What is being asked: Say how many lines of the listing below hold the string "Severity", and say nothing else.

Start of Raw data

use chrono::NaiveDate;
use serde::{Deserialize, Serialize};

#[derive(Debug, Clone, Copy, PartialEq, Eq, Hash, Serialize, Deserialize)]
#[serde(rename_all = "snake_case")]
pub enum StructuralLevel {
    Title,
    Chapter,
    Section,
    Subsection,
}

impl StructuralLevel {
    pub const ALL: [StructuralLevel; 4] = [
        StructuralLevel::Title,
        StructuralLevel::Chapter,
        StructuralLevel::Section,
        StructuralLevel::Subsection,
    ];
}

/// One open level of the act's structure: the parsed number (when the
/// heading carries a Roman or Arabic numeral) and the heading as displayed.
#[derive(Debug, Clone, PartialEq, Eq, Hash, Serialize, Deserialize)]
pub struct HierarchyLevel {
    pub nr: Option<u32>,
    pub denumire: String,
}

#[derive(Debug, Clone, Default, PartialEq, Eq, Hash, Serialize, Deserialize)]
pub struct HierarchyContext {
    pub title: Option<HierarchyLevel>,
    pub chapter: Option<HierarchyLevel>,
    pub section: Option<HierarchyLevel>,
    pub subsection: Option<HierarchyLevel>,
}

#[derive(Debug, Clone, PartialEq, Eq, Serialize, Deserialize)]
pub struct ActMetadata {
    pub act_type: String,
    pub act_number: String,
    pub act_date: Option<NaiveDate>,
    pub year: Option<i32>,
    pub title: String,
    pub issuing_authority: Option<String>,
    pub gazette_number: Option<String>,
    pub gazette_date: Option<NaiveDate>,
}

impl ActMetadata {
    /// Identity used for artifact names and log lines, e.g. `LEGE 121/2024`.
    pub fn display_key(&self) -> String {
        match self.year {
            Some(year) => format!("{} {}/{}", self.act_type, self.act_number, year),
            None => format!("{} {}", self.act_type, self.act_number),
        }
    }
}

#[derive(Debug, Clone, PartialEq, Eq, Serialize, Deserialize)]
pub struct Article {
    pub ordinal: u32,
    pub number: String,
    pub label: String,
    pub text: String,
    pub hierarchy: HierarchyContext,
}

#[derive(Debug, Clone, Copy, PartialEq, Eq, Serialize, Deserialize)]
#[serde(rename_all = "snake_case")]
pub enum StrategyKind {
    Css,
    Text,
}

impl StrategyKind {
    pub fn as_str(self) -> &'static str {
        match self {
            StrategyKind::Css => "css",
            StrategyKind::Text => "text",
        }
    }
}

#[derive(Debug, Clone, Copy, PartialEq, Eq, Serialize, Deserialize)]
#[serde(rename_all = "snake_case")]
pub enum AnomalyKind {
    NoArticlesIdentified,
    DateUnparsed,
    MetadataFallback,
    MissingHierarchy,
    ShortArticleBody,
    DuplicatesRemoved,
}

impl AnomalyKind {
    pub fn as_str(self) -> &'static str {
        match self {
            AnomalyKind::NoArticlesIdentified => "no_articles_identified",
            AnomalyKind::DateUnparsed => "date_unparsed",
            AnomalyKind::MetadataFallback => "metadata_fallback",
            AnomalyKind::MissingHierarchy => "missing_hierarchy",
            AnomalyKind::ShortArticleBody => "short_article_body",
            AnomalyKind::DuplicatesRemoved => "duplicates_removed",
        }
    }
}

#[derive(Debug, Clone, Copy, PartialEq, Eq, PartialOrd, Ord, Serialize, Deserialize)]
#[serde(rename_all = "snake_case")]
pub enum Severity {
    Info,
    Warning,
    Error,
}

impl Severity {
    pub fn as_str(self) -> &'static str {
        match self {
            Severity::Info => "info",
            Severity::Warning => "warning",
            Severity::Error => "error",
        }
    }
}

#[derive(Debug, Clone, PartialEq, Serialize, Deserialize)]
pub struct Anomaly {
    pub kind: AnomalyKind,
    pub severity: Severity,
    pub message: String,
    pub article_ordinal: Option<u32>,
}

#[derive(Debug, Clone, PartialEq, Serialize, Deserialize)]
pub struct QualityReport {
    pub strategy: Option<StrategyKind>,
    pub articles_found: usize,
    pub articles_kept: usize,
    pub duplicates_removed: usize,
    pub hierarchy_completeness_pct: f64,
    pub short_body_count: usize,
    pub confidence: f64,
    pub anomalies: Vec<Anomaly>,
    pub needs_review: bool,
}

impl QualityReport {
    pub fn has_warnings(&self) -> bool {
        self.anomalies
            .iter()
            .any(|anomaly| anomaly.severity >= Severity::Warning)
    }
}

#[derive(Debug, Clone, PartialEq, Serialize, Deserialize)]
pub struct ParseResult {
    pub source_url: String,
    pub content_hash: String,
    pub metadata: ActMetadata,
    pub articles: Vec<Article>,
    pub quality: QualityReport,
}

impl ParseResult {
    /// A document with a recognizable header but no articles is rejected
    /// rather than stored as an empty act.
    pub fn is_failure(&self) -> bool {
        self.articles.is_empty()
    }
}

#[derive(Debug, Clone, Serialize, Deserialize)]
pub struct RunPaths {
    pub cache_root: String,
    pub output_dir: String,
    pub manifest_path: String,
    pub db_path: Option<String>,
}

#[derive(Debug, Clone, Default, Serialize, Deserialize)]
pub struct RunCounts {
    pub documents_total: usize,
    pub documents_succeeded: usize,
    pub documents_failed: usize,
    pub documents_with_warnings: usize,
    pub acts_created: usize,
    pub acts_updated: usize,
    pub acts_unchanged: usize,
    pub articles_written: usize,
    pub duplicates_removed: usize,
}

#[derive(Debug, Clone, Serialize, Deserialize)]
pub struct DocumentReport {
    pub source_url: String,
    pub act: String,
    pub strategy: Option<StrategyKind>,
    pub articles: usize,
    pub confidence: f64,
    pub needs_review: bool,
    pub anomalies: Vec<String>,
    pub artifacts: Vec<String>,
    pub store_outcome: Option<String>,
}

#[derive(Debug, Clone, Serialize, Deserialize)]
pub struct DocumentFailure {
    pub source_url: String,
    pub reason: String,
}

#[derive(Debug, Clone, Serialize, Deserialize)]
pub struct RunManifest {
    pub manifest_version: u32,
    pub run_id: String,
    pub status: String,
    pub started_at: String,
    pub updated_at: String,
    pub command: String,
    pub paths: RunPaths,
    pub counts: RunCounts,
    pub documents: Vec<DocumentReport>,
    pub failures: Vec<DocumentFailure>,
    pub warnings: Vec<String>,
}
use super::*;

#[derive(Debug, PartialEq, Eq, Hash)]
struct ArticleKey {
    number: String,
    hierarchy: HierarchyContext,
    body: String,
}

/// Drops later copies of an article already seen with the same number,
/// hierarchy and whitespace-normalized body, then renumbers ordinals 1..n.
pub(crate) fn deduplicate_articles(articles: Vec<Article>) -> (Vec<Article>, usize) {
    let mut seen = HashSet::<ArticleKey>::new();
    let mut kept = Vec::<Article>::with_capacity(articles.len());
    let mut removed = 0usize;

    for article in articles {
        let key = ArticleKey {
            number: article.number.clone(),
            hierarchy: article.hierarchy.clone(),
            body: normalize_whitespace(&article.text),
        };

        if !seen.insert(key) {
            debug!(
                number = %article.number,
                ordinal = article.ordinal,
                "dropping duplicate article"
            );
            removed += 1;
            continue;
        }

        kept.push(article);
    }

    for (index, article) in kept.iter_mut().enumerate() {
        article.ordinal = index as u32 + 1;
    }

    (kept, removed)
}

End of Raw data

Result of this exercise: 7